The BSDI folks have been known to put only three legs on the corners of
a square table before because of customer demand. The customer is not
always right, but when he's paying you let him think so. I hope the
"free" *BSDs never fall into that trap.
Now, I'm not saying this particular case matches the scenario I paint.
In fact you've not described exactly what's happening at a sufficient
level of detail to know what's going on here.

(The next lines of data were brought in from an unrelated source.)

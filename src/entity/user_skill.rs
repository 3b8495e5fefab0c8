//! Junction rows for the legacy `my_skills` association.

use sea_orm::entity::prelude::*;

#[derive(Clone, Debug, PartialEq, Eq, DeriveEntityModel)]
#[sea_orm(table_name = "user_skill")]
pub struct Model {
    #[sea_orm(primary_key, auto_increment = false)]
    pub user_id: i32,
    #[sea_orm(primary_key, auto_increment = false)]
    pub skill_id: i32,
}

#[derive(Copy, Clone, Debug, EnumIter, DeriveRelation)]
pub enum Relation {
    #[sea_orm(
        belongs_to = "super::user::Entity",
        from = "Column::UserId",
        to = "super::user::Column::Id",
        on_delete = "Cascade"
    )]
    User,
    #[sea_orm(
        belongs_to = "super::skill::Entity",
        from = "Column::SkillId",
        to = "super::skill::Column::Id",
        on_delete = "Cascade"
    )]
    Skill,
}

impl ActiveModelBehavior for ActiveModel {}
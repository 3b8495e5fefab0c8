pub mod db;
pub mod encryption;
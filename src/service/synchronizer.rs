//! Create/update contract between an inbound user payload and the stored aggregate.
//!
//! Every call runs in a single transaction: either the user row, all three
//! associations and the experiences change together, or nothing does.

use chrono::Utc;
use sea_orm::{
    ActiveModelTrait, ActiveValue, ColumnTrait, ConnectionTrait, DatabaseConnection, DbErr,
    EntityTrait, QueryFilter, SqlErr, TransactionTrait,
};
use validator::Validate;

use crate::data::alias::invalid_fields;
use crate::data::error::Error;
use crate::data::payload::{ExperiencePayload, Field, NewExperience, UserPayload};
use crate::entity::{hackathon_experience, user};
use crate::service::aggregate::{load_one, UserAggregate};
use crate::service::association::{AssociationPlan, ALL_SKILL_SETS};
use crate::utils::db::StanderizeError;
use crate::utils::encryption::hash_password;

fn required(value: Option<String>, field: &str) -> Result<String, Error> {
    value
        .map(|v| v.trim().to_string())
        .filter(|v| !v.is_empty())
        .ok_or_else(|| Error::MissingField(field.to_string()))
}

fn narrow_year(year: Field<i32>) -> Result<Field<i16>, Error> {
    match year {
        Field::Unset => Ok(Field::Unset),
        Field::Clear => Ok(Field::Clear),
        Field::Value(year) => i16::try_from(year)
            .map(Field::Value)
            .map_err(|_| Error::InvalidFields(vec!["year".to_string()])),
    }
}

pub fn accepted_experiences(entries: &[ExperiencePayload]) -> Vec<NewExperience> {
    let accepted: Vec<NewExperience> = entries
        .iter()
        .filter_map(ExperiencePayload::accepted)
        .collect();
    if accepted.len() < entries.len() {
        tracing::debug!(
            "dropped {} hackathon experiences without organizer or hackathon name",
            entries.len() - accepted.len()
        );
    }
    accepted
}

fn user_conflict(e: DbErr) -> Error {
    match e.sql_err() {
        Some(SqlErr::UniqueConstraintViolation(detail)) if detail.contains("username") => {
            Error::RegisteredUsername
        }
        Some(SqlErr::UniqueConstraintViolation(_)) => Error::RegisteredEmail,
        _ => {
            tracing::warn!("{}", e);
            Error::InternalServerError
        }
    }
}

async fn ensure_username_free<C>(conn: &C, username: &str) -> Result<(), Error>
where
    C: ConnectionTrait,
{
    let taken = user::Entity::find()
        .filter(user::Column::Username.eq(username))
        .one(conn)
        .await
        .warn_err()?
        .is_some();

    if taken {
        return Err(Error::RegisteredUsername);
    }
    Ok(())
}

async fn ensure_email_free<C>(conn: &C, email: &str, except: Option<i32>) -> Result<(), Error>
where
    C: ConnectionTrait,
{
    let mut query = user::Entity::find().filter(user::Column::Email.eq(email));
    if let Some(id) = except {
        query = query.filter(user::Column::Id.ne(id));
    }

    if query.one(conn).await.warn_err()?.is_some() {
        return Err(Error::RegisteredEmail);
    }
    Ok(())
}

async fn insert_experiences<C>(
    conn: &C,
    user_id: i32,
    experiences: Vec<NewExperience>,
) -> Result<(), Error>
where
    C: ConnectionTrait,
{
    for experience in experiences {
        hackathon_experience::ActiveModel {
            id: ActiveValue::NotSet,
            user_id: ActiveValue::Set(user_id),
            organizer_name: ActiveValue::Set(experience.organizer_name),
            hackathon_name: ActiveValue::Set(experience.hackathon_name),
            description: ActiveValue::Set(experience.description),
            achievements: ActiveValue::Set(experience.achievements),
            created_at: ActiveValue::Set(Utc::now()),
        }
        .insert(conn)
        .await
        .warn_err()?;
    }
    Ok(())
}

async fn delete_experiences<C>(conn: &C, user_id: i32) -> Result<(), Error>
where
    C: ConnectionTrait,
{
    hackathon_experience::Entity::delete_many()
        .filter(hackathon_experience::Column::UserId.eq(user_id))
        .exec(conn)
        .await
        .warn_err()?;
    Ok(())
}

/// Register a new user with its skills and hackathon experiences.
pub async fn create_user(
    db: &DatabaseConnection,
    payload: UserPayload,
) -> Result<UserAggregate, Error> {
    let plan = AssociationPlan::for_create(&payload);
    let experiences =
        accepted_experiences(payload.hackathon_experiences.as_deref().unwrap_or_default());
    let year = narrow_year(payload.year)?;

    let username = required(payload.username, "username")?;
    let password = payload
        .password
        .filter(|p| !p.is_empty())
        .ok_or_else(|| Error::MissingField("password".to_string()))?;
    let name = required(payload.name, "name")?;
    let email = required(payload.email, "email")?;

    let txn = db.begin().await.warn_err()?;

    ensure_username_free(&txn, &username).await?;
    ensure_email_free(&txn, &email, None).await?;

    let (salted_password, salt) = hash_password(&password);
    let now = Utc::now();
    let user = user::ActiveModel {
        id: ActiveValue::NotSet,
        username: ActiveValue::Set(Some(username)),
        salted_password: ActiveValue::Set(Some(salted_password)),
        salt: ActiveValue::Set(Some(salt)),
        name: ActiveValue::Set(name),
        college_name: ActiveValue::Set(payload.college_name.trimmed().into_option()),
        year: ActiveValue::Set(year.into_option()),
        email: ActiveValue::Set(email),
        gender: ActiveValue::Set(payload.gender.into_option()),
        linkedin_url: ActiveValue::Set(payload.linkedin_url.trimmed().into_option()),
        github_url: ActiveValue::Set(payload.github_url.trimmed().into_option()),
        is_beginner: ActiveValue::Set(payload.is_beginner.unwrap_or(false)),
        created_at: ActiveValue::Set(now),
        updated_at: ActiveValue::Set(now),
    }
    .insert(&txn)
    .await
    .map_err(user_conflict)?;

    plan.apply(&txn, user.id).await?;
    insert_experiences(&txn, user.id, experiences).await?;

    let aggregate = load_one(&txn, user.id).await?;
    txn.commit().await.warn_err()?;

    tracing::info!("created user {}", aggregate.user.id);
    Ok(aggregate)
}

/// Apply a partial payload. Absent fields stay as they are; supplied skill
/// lists and experience lists replace what is stored.
pub async fn update_user(
    db: &DatabaseConnection,
    id: i32,
    payload: UserPayload,
) -> Result<UserAggregate, Error> {
    let plan = AssociationPlan::for_update(
        payload.known_skills.as_deref(),
        payload.desired_skills.as_deref(),
    );
    let experiences = payload
        .hackathon_experiences
        .as_deref()
        .map(accepted_experiences);
    let year = narrow_year(payload.year)?;
    let name = payload.name.map(|n| required(Some(n), "name")).transpose()?;
    let email = payload
        .email
        .map(|e| required(Some(e), "email"))
        .transpose()?;

    let txn = db.begin().await.warn_err()?;

    let existing = user::Entity::find_by_id(id)
        .one(&txn)
        .await
        .warn_err()?
        .ok_or(Error::NotFound)?;

    if payload.username.is_some() {
        tracing::debug!("ignoring username in update of user {}", id);
    }
    if let Some(email) = &email {
        ensure_email_free(&txn, email, Some(id)).await?;
    }

    let college_name = payload.college_name.trimmed().apply(existing.college_name.clone());
    let year = year.apply(existing.year);
    let gender = payload.gender.apply(existing.gender);
    let linkedin_url = payload.linkedin_url.trimmed().apply(existing.linkedin_url.clone());
    let github_url = payload.github_url.trimmed().apply(existing.github_url.clone());

    let mut user: user::ActiveModel = existing.into();
    if let Some(name) = name {
        user.name = ActiveValue::Set(name);
    }
    if let Some(email) = email {
        user.email = ActiveValue::Set(email);
    }
    user.college_name = ActiveValue::Set(college_name);
    user.year = ActiveValue::Set(year);
    user.gender = ActiveValue::Set(gender);
    user.linkedin_url = ActiveValue::Set(linkedin_url);
    user.github_url = ActiveValue::Set(github_url);
    if let Some(is_beginner) = payload.is_beginner {
        user.is_beginner = ActiveValue::Set(is_beginner);
    }
    if let Some(password) = payload.password.filter(|p| !p.is_empty()) {
        let (salted_password, salt) = hash_password(&password);
        user.salted_password = ActiveValue::Set(Some(salted_password));
        user.salt = ActiveValue::Set(Some(salt));
    }
    user.updated_at = ActiveValue::Set(Utc::now());
    user.update(&txn).await.map_err(user_conflict)?;

    plan.apply(&txn, id).await?;
    if let Some(experiences) = experiences {
        delete_experiences(&txn, id).await?;
        insert_experiences(&txn, id, experiences).await?;
    }

    let aggregate = load_one(&txn, id).await?;
    txn.commit().await.warn_err()?;

    tracing::info!("updated user {}", id);
    Ok(aggregate)
}

/// Replace whichever of the known/desired lists are supplied.
pub async fn replace_skills(
    db: &DatabaseConnection,
    id: i32,
    known_skills: Option<Vec<String>>,
    desired_skills: Option<Vec<String>>,
) -> Result<UserAggregate, Error> {
    let payload = UserPayload {
        known_skills,
        desired_skills,
        ..Default::default()
    };
    payload.validate().map_err(invalid_fields)?;

    update_user(db, id, payload).await
}

/// Delete a user along with its association rows and experiences.
pub async fn delete_user(db: &DatabaseConnection, id: i32) -> Result<(), Error> {
    let txn = db.begin().await.warn_err()?;

    user::Entity::find_by_id(id)
        .one(&txn)
        .await
        .warn_err()?
        .ok_or(Error::NotFound)?;

    for set in ALL_SKILL_SETS {
        set.clear(&txn, id).await?;
    }
    delete_experiences(&txn, id).await?;
    user::Entity::delete_by_id(id).exec(&txn).await.warn_err()?;

    txn.commit().await.warn_err()?;

    tracing::info!("deleted user {}", id);
    Ok(())
}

Perhaps you are mistaken and are really thinking of the BSDI-1.1
'-D' extension to the stty command:
-D Display or set the system default settings rather than those for
the current device. The system defaults are used when a device
is initially opened. The system defaults may be set only by the
superuser.
I've only access to BSDI-1.1 kernel source (i.e. not stty(1)), so I'm
not sure exactly how this is accomplished. The tty subsystem in
BSDI-1.1 is quite a bit different in some respects to the NetBSD one,
and I can't quite see where it might be setting and storing these
defaults. The kernel source seems to ignore <sys/ttydefaults.h> too,
except in one driver (si).
> By the way, if your program is to be portable, and you know that some
> systems reset to a known default state on open and others don't you'll
> end up writing code to reset a tty to a known state, to be sure it works
> on both. The same code would also work on a machine with run-time
> changeable defaults, of course.
Well, yes, to a certain degree. Some programs aren't quite so careful
as to completely reset all possible values to a known state, and indeed
may not be aware of some extensions available on some systems. These
are the cases where stuck, invisible, state is most horrible.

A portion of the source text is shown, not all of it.